Я заметил, что публичность артиста не всегда идет ему на пользу. Взять, к примеру, Дениса Мацуева, которого не осудил лишь ленивый. Хотя он за последние 20 лет стал играть намного лучше. Ну просто у нас принято, если артист мелькает везде, то его непременно нужно осудить за это, считая, что он раскручен, благодаря ТВ и прессе. Теперь, видите, и блистательный дирижер Фабио Мастранжело стал для многих бездарным, а ведь он каким был, таким и остался. Просто — в телевизор попал. По мнению толпы, Криштиану Роналду отвратительный футболист, потому что он не сходит с обложек глянцевых журналов. А ведь никто не отменял блестящий футбол!

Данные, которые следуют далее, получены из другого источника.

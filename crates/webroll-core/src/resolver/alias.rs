//! Static prefix aliases.

use super::{Resolution, ResolveError, Resolver, Specifier};
use async_trait::async_trait;
use tracing::debug;

/// Rewrites specifiers that equal, or start with `key + "/"`, an alias key.
///
/// Keys are checked in insertion order; the first match wins. The rewritten
/// specifier continues through the rest of the chain.
#[derive(Debug, Clone, Default)]
pub struct AliasResolver {
    aliases: Vec<(String, String)>,
}

impl AliasResolver {
    #[must_use]
    pub fn new() -> Self {
        Self::default()
    }

    /// Add an alias. Empty keys are ignored.
    #[must_use]
    pub fn alias(mut self, from: impl Into<String>, to: impl Into<String>) -> Self {
        let from = from.into();
        if !from.is_empty() {
            self.aliases.push((from, to.into()));
        }
        self
    }

    #[must_use]
    pub fn is_empty(&self) -> bool {
        self.aliases.is_empty()
    }

    /// Apply the first matching alias.
    #[must_use]
    pub fn rewrite(&self, specifier: &str) -> Option<String> {
        for (from, to) in &self.aliases {
            if specifier == from {
                return Some(to.clone());
            }
            if let Some(rest) = specifier.strip_prefix(from.as_str()) {
                if rest.starts_with('/') {
                    return Some(format!("{to}{rest}"));
                }
            }
        }
        None
    }
}

impl<K, V> FromIterator<(K, V)> for AliasResolver
where
    K: Into<String>,
    V: Into<String>,
{
    fn from_iter<I: IntoIterator<Item = (K, V)>>(iter: I) -> Self {
        iter.into_iter()
            .fold(Self::new(), |acc, (from, to)| acc.alias(from, to))
    }
}

#[async_trait]
impl Resolver for AliasResolver {
    fn name(&self) -> &str {
        "alias"
    }

    async fn resolve(&self, specifier: &Specifier) -> Result<Resolution, ResolveError> {
        match self.rewrite(specifier.raw()) {
            Some(rewritten) => {
                debug!(specifier = %specifier.raw(), rewritten = %rewritten, "Applied alias");
                Ok(Resolution::Redirect(rewritten))
            }
            None => Ok(Resolution::Unresolved),
        }
    }
}
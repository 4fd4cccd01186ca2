#![deny(clippy::all)]
#![warn(clippy::pedantic)]
#![allow(clippy::module_name_repetitions)]
#![allow(clippy::missing_errors_doc)]
#![allow(clippy::too_many_lines)]
#![allow(clippy::cast_possible_truncation)]
#![allow(clippy::needless_pass_by_value)]
#![allow(clippy::return_self_not_must_use)]

//! Module resolution and build orchestration over an abstract filesystem.

pub mod build;
pub mod config;
pub mod diagnostics;
pub mod engine;
pub mod error;
pub mod resolver;
pub mod session;
pub mod vfs;
pub mod watch;

pub use build::{BuildError, BuildOrchestrator, BuildReport, BuildState};
pub use config::{BuildConfig, ConfigError, ConfigStore, OutputFormat, Settings};
pub use diagnostics::{BufferSink, DiagnosticSink, TracingSink};
pub use engine::{BuildOptions, BuildOutput, BundleEngine, EngineError, GraphEngine, OutputFile};
pub use error::{Error, Result};
pub use resolver::{Resolution, ResolvedLocation, Resolver, ResolverChain, Specifier};
pub use session::{Session, SessionBuilder};
pub use vfs::{FileSystem, FsError, FsEvent, FsEventKind, MemoryFs, WatchStream};
pub use watch::{DebouncePolicy, WatchController, WatchError};

/// The current version, read from Cargo.toml at compile time.
pub const VERSION: &str = env!("CARGO_PKG_VERSION");
#![deny(clippy::all)]
#![warn(clippy::pedantic)]
#![allow(clippy::module_name_repetitions)]
#![allow(clippy::needless_pass_by_value)]
#![allow(clippy::cast_possible_truncation)]
#![allow(clippy::missing_errors_doc)]
#![allow(clippy::missing_panics_doc)]
#![allow(clippy::doc_markdown)]

mod commands;
mod host;
mod logging;

use clap::Parser;
use commands::WorkspaceArgs;
use miette::{IntoDiagnostic, Result};
use std::path::PathBuf;

#[derive(Parser, Debug)]
#[command(name = "webroll")]
#[command(author, version, about = "Resolve, bundle and watch a web workspace", long_about = None)]
struct Cli {
    /// Increase logging verbosity (-v for DEBUG, -vv for TRACE)
    #[arg(short, long, action = clap::ArgAction::Count, global = true)]
    verbose: u8,

    /// Emit JSON formatted output (stable, machine-readable)
    #[arg(long, global = true)]
    json: bool,

    /// Override the workspace directory
    #[arg(long, global = true, value_name = "PATH")]
    cwd: Option<PathBuf>,

    #[command(subcommand)]
    command: Commands,
}

#[derive(clap::Subcommand, Debug)]
enum Commands {
    /// Build the workspace once
    Build {
        #[command(flatten)]
        workspace: WorkspaceArgs,
    },

    /// Build, then rebuild on every change until Ctrl-C
    Watch {
        #[command(flatten)]
        workspace: WorkspaceArgs,

        /// Files to watch, relative to the workspace root
        #[arg(long, default_value = "**/*")]
        glob: String,
    },
}

fn main() -> Result<()> {
    let cli = Cli::parse();

    let cwd = cli
        .cwd
        .or_else(|| std::env::current_dir().ok())
        .unwrap_or_else(|| PathBuf::from("."));

    logging::init(cli.verbose, cli.json);

    let rt = tokio::runtime::Runtime::new().into_diagnostic()?;
    match cli.command {
        Commands::Build { workspace } => {
            let span = tracing::info_span!("build", cmd = "build", cwd = %cwd.display());
            let _guard = span.enter();
            rt.block_on(commands::build::run(&cwd, workspace.settings(), cli.json))
        }
        Commands::Watch { workspace, glob } => {
            let span = tracing::info_span!("watch", cmd = "watch", cwd = %cwd.display());
            let _guard = span.enter();
            let settings = workspace.settings().with_watch_glob(glob);
            rt.block_on(commands::watch::run(&cwd, settings))
        }
    }
}
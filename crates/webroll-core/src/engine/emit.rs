//! Output text assembly.

use crate::config::OutputFormat;
use crate::vfs::path;
use std::fmt::Write as _;
use std::ops::Range;

/// Replace byte ranges of `source`. Ranges must be sorted and disjoint.
pub(super) fn splice(source: &str, edits: &[(Range<usize>, String)]) -> String {
    let mut out = String::with_capacity(source.len());
    let mut cursor = 0;
    for (range, replacement) in edits {
        if range.start < cursor || range.end > source.len() {
            continue;
        }
        out.push_str(&source[cursor..range.start]);
        out.push_str(replacement);
        cursor = range.end;
    }
    out.push_str(&source[cursor..]);
    out
}

/// The default binding of an import statement: `x` in `import x from "m"`
/// and `import x, { y } from "m"`.
pub(super) fn default_binding(statement: &str) -> Option<&str> {
    let rest = statement.strip_prefix("import")?.trim_start();
    let end = rest
        .find(|c: char| !(c.is_ascii_alphanumeric() || c == '_' || c == '$'))
        .unwrap_or(rest.len());
    let name = &rest[..end];
    let after = rest[end..].trim_start();
    let valid = !name.is_empty()
        && name != "type"
        && !name.starts_with(|c: char| c.is_ascii_digit())
        && (after.starts_with("from") || after.starts_with(','));
    valid.then_some(name)
}

/// Identifier a JSON module is bound to in the bundle.
pub(super) fn json_binding(module_path: &str, index: usize) -> String {
    let stem: String = path::file_stem(module_path)
        .chars()
        .map(|c| if c.is_ascii_alphanumeric() { c } else { '_' })
        .collect();
    format!("__json_{stem}_{index}")
}

/// Append one module section with its origin comment.
pub(super) fn push_section(out: &mut String, origin: &str, code: &str) {
    let _ = writeln!(out, "// {origin}");
    out.push_str(code.trim());
    out.push('\n');
}

/// Append one stylesheet section.
pub(super) fn push_css_section(out: &mut String, origin: &str, code: &str) {
    let _ = writeln!(out, "/* {origin} */");
    out.push_str(code.trim());
    out.push('\n');
}

/// Wrap the concatenated body for the output format.
///
/// `externals` are import statements hoisted above the body.
pub(super) fn wrap(format: OutputFormat, externals: &[String], body: &str) -> String {
    let mut out = String::new();
    if format == OutputFormat::Cjs {
        out.push_str("\"use strict\";\n");
    }
    for statement in externals {
        out.push_str(statement);
        out.push('\n');
    }
    match format {
        OutputFormat::Esm | OutputFormat::Cjs => out.push_str(body),
        OutputFormat::Iife => {
            out.push_str("(() => {\n");
            out.push_str(body);
            out.push_str("})();\n");
        }
    }
    out
}

/// Line-level minification: trims lines and drops blank and `//` lines.
pub(super) fn minify(text: &str) -> String {
    let mut out = String::with_capacity(text.len());
    for line in text.lines().map(str::trim) {
        if line.is_empty() || line.starts_with("//") {
            continue;
        }
        out.push_str(line);
        out.push('\n');
    }
    out
}
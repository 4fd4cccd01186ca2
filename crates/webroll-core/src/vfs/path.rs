//! Virtual path helpers.
//!
//! Virtual paths are absolute, `/`-separated strings (`/src/index.ts`).
//! They never carry a trailing separator except for the root itself.

/// The virtual filesystem root.
pub const ROOT: &str = "/";

/// Normalize a virtual path.
///
/// Collapses `.` and empty segments and applies `..` steps. A `..` at the
/// root stays at the root.
#[must_use]
pub fn normalize(path: &str) -> String {
    normalize_within(ROOT, path)
}

/// Normalize `path`, never letting `..` steps climb above `floor`.
///
/// `path` is expected to already live under `floor`; a path outside `floor`
/// is normalized against the virtual root instead.
#[must_use]
pub fn normalize_within(floor: &str, path: &str) -> String {
    let floor_segments = segments(floor);
    let floor_depth = if is_within(path, floor) {
        floor_segments.len()
    } else {
        0
    };

    let mut out: Vec<&str> = Vec::new();
    for segment in path.split('/') {
        match segment {
            "" | "." => {}
            ".." => {
                if out.len() > floor_depth {
                    out.pop();
                }
            }
            other => out.push(other),
        }
    }

    if out.is_empty() {
        return ROOT.to_string();
    }
    let mut result = String::with_capacity(path.len() + 1);
    for segment in out {
        result.push('/');
        result.push_str(segment);
    }
    result
}

/// Join `rel` onto `base` and normalize.
///
/// A leading `/` on `rel` is treated as relative to `base`, so
/// `join("/ws", "/src/a.ts")` is `/ws/src/a.ts`.
#[must_use]
pub fn join(base: &str, rel: &str) -> String {
    normalize(&format!("{base}/{rel}"))
}

/// Parent directory. The parent of the root is the root.
#[must_use]
pub fn parent(path: &str) -> String {
    let path = normalize(path);
    match path.rfind('/') {
        Some(0) | None => ROOT.to_string(),
        Some(idx) => path[..idx].to_string(),
    }
}

/// Final path component, or an empty string for the root.
#[must_use]
pub fn file_name(path: &str) -> &str {
    let trimmed = path.trim_end_matches('/');
    trimmed.rsplit('/').next().unwrap_or("")
}

/// Extension of the final component, without the dot.
#[must_use]
pub fn extension(path: &str) -> Option<&str> {
    let name = file_name(path);
    match name.rfind('.') {
        Some(0) | None => None,
        Some(idx) => Some(&name[idx + 1..]),
    }
}

/// Final component without its extension.
#[must_use]
pub fn file_stem(path: &str) -> &str {
    let name = file_name(path);
    match name.rfind('.') {
        Some(0) | None => name,
        Some(idx) => &name[..idx],
    }
}

/// Whether `path` is `root` or lives below it.
#[must_use]
pub fn is_within(path: &str, root: &str) -> bool {
    let root = root.trim_end_matches('/');
    if root.is_empty() {
        return path.starts_with('/');
    }
    path == root || path.strip_prefix(root).is_some_and(|rest| rest.starts_with('/'))
}

/// `path` relative to `root`, without a leading separator.
///
/// Returns `None` when `path` is not under `root`.
#[must_use]
pub fn relative_to<'a>(path: &'a str, root: &str) -> Option<&'a str> {
    if !is_within(path, root) {
        return None;
    }
    let root = root.trim_end_matches('/');
    Some(path[root.len()..].trim_start_matches('/'))
}

fn segments(path: &str) -> Vec<&str> {
    path.split('/')
        .filter(|s| !s.is_empty() && *s != ".")
        .collect()
}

- Чем вы увлечены в жизни?

- Я очень люблю драматический театр. Люблю качественное европейское и отечественное кино, французский шансон, группу «Queen». У меня часто меняются вкусы. В детстве, не понимая, что из себя представляет Клавдия Шульженко, я вдруг понял, какая это была махина в масштабе личности. Люблю читать и увлекаюсь талантливыми и яркими людьми.

- У вас есть семья?

- У меня большая семья. Правда, жалею, что не уделяю должного количества времени своим детям. У меня их четверо, но они разбросаны по разным городам. Старшая дочь живет в Екатеринбурге, занимается журналистикой. Сын недавно переехал в Москву и поступил в МФТИ. Мы с ним периодически видимся. Я сейчас пытаюсь воспитывать свою маленькую двухлетнюю дочь. У меня, благодаря маме, никогда не было ощущения, что у меня нет отца, хотя мы и не жили вместе. Зато теперь папа здесь, в Москве. Очень хочу, чтобы мои дети чувствовали, что у них есть отец, и не самый плохой в мире....

СПРАВКА

Дмитрий Сибирцев — выпускник фортепианного факультета Уральской государственной консерватории им. М. П. Мусоргского. Начинал артистическую карьеру как пианист, с 1996 года выступая с сольными программами и в качестве концертмейстера. Автор идеи, организатор и художественный руководитель оперного фестиваля «Басы XXI века», с 2002 по 2006 годы — музыкальный руководитель проектов Фонда Ирины Архиповой. Член жюри Международного конкурса вокалистов им. Глинки. С 2012 года — директор московского театра «Новая Опера» им. Е. В. Колобова.

В ТЕМУ

В этом году премия вручается в 14 номинациях. В числе соискателей — режиссеры Грэм Вик, Роберт Карсен, Анна Нетребко, Соня Йончева и другие. Церемония награждения состоится 26 апреля в Лондоне.